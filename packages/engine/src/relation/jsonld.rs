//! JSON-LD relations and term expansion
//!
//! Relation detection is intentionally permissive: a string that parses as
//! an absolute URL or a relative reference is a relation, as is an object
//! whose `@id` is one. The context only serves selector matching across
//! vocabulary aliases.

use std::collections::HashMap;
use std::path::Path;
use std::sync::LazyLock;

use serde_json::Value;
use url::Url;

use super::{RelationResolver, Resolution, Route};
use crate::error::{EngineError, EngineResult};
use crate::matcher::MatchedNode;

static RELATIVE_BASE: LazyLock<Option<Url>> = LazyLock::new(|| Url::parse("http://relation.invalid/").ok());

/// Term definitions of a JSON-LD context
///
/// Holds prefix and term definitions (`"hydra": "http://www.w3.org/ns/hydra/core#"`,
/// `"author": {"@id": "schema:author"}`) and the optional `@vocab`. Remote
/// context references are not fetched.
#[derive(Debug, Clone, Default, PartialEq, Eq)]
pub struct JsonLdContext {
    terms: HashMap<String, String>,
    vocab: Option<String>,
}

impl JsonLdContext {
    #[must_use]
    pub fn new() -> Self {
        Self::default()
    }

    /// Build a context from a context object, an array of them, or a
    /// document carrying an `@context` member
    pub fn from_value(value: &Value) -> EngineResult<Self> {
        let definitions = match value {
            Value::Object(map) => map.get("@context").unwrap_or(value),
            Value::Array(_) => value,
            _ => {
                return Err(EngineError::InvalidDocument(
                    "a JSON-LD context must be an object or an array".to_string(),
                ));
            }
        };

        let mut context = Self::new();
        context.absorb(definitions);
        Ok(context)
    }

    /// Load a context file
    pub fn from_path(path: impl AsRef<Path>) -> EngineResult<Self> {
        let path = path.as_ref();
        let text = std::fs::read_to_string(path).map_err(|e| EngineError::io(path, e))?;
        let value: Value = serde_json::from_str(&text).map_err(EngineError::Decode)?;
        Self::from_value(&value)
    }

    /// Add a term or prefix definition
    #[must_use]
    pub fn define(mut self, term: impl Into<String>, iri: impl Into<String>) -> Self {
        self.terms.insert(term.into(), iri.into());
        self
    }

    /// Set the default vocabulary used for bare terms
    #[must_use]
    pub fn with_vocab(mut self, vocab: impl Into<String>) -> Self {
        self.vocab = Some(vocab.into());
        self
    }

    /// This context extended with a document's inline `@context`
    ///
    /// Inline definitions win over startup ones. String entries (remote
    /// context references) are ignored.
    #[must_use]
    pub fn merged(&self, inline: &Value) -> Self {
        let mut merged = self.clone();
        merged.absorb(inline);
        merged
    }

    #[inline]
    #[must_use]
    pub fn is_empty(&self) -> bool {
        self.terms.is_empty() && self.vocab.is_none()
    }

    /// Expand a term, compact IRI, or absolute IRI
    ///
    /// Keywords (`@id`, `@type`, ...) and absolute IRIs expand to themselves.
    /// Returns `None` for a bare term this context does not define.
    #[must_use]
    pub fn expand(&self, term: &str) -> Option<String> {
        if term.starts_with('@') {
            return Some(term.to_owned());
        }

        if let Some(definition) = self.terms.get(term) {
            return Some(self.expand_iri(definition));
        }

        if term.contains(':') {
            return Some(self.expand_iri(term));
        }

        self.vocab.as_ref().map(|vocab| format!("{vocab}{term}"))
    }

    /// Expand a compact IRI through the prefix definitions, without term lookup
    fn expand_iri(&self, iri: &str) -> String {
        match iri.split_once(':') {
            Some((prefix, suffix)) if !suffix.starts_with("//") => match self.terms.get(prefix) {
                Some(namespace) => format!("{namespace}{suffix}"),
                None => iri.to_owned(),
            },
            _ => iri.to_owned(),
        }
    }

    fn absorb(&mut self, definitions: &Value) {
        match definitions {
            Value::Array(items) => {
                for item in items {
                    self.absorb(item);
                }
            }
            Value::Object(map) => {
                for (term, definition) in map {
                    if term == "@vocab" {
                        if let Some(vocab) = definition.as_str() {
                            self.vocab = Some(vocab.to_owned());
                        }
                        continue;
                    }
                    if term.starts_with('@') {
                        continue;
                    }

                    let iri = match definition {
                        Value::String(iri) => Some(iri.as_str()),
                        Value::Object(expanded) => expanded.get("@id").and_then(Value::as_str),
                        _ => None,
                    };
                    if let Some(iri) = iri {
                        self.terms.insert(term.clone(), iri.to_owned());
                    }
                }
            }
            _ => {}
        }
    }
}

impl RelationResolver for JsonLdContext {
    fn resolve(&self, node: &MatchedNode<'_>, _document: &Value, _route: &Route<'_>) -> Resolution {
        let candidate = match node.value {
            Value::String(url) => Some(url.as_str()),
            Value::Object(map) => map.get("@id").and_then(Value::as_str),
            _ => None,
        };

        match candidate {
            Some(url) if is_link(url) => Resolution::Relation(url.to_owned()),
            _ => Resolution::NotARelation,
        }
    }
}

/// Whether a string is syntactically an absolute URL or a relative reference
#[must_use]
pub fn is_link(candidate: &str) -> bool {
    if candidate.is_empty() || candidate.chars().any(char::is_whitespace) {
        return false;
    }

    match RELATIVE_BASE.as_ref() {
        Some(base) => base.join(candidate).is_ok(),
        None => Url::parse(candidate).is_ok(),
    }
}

### [Your instructions]
Looking at the records above, which lines contain "MatchedNode"? Copy those lines.

### [Finished task]
use crate::matcher::MatchedNode;
    fn resolve(&self, node: &MatchedNode<'_>, _document: &Value, _route: &Route<'_>) -> Resolution {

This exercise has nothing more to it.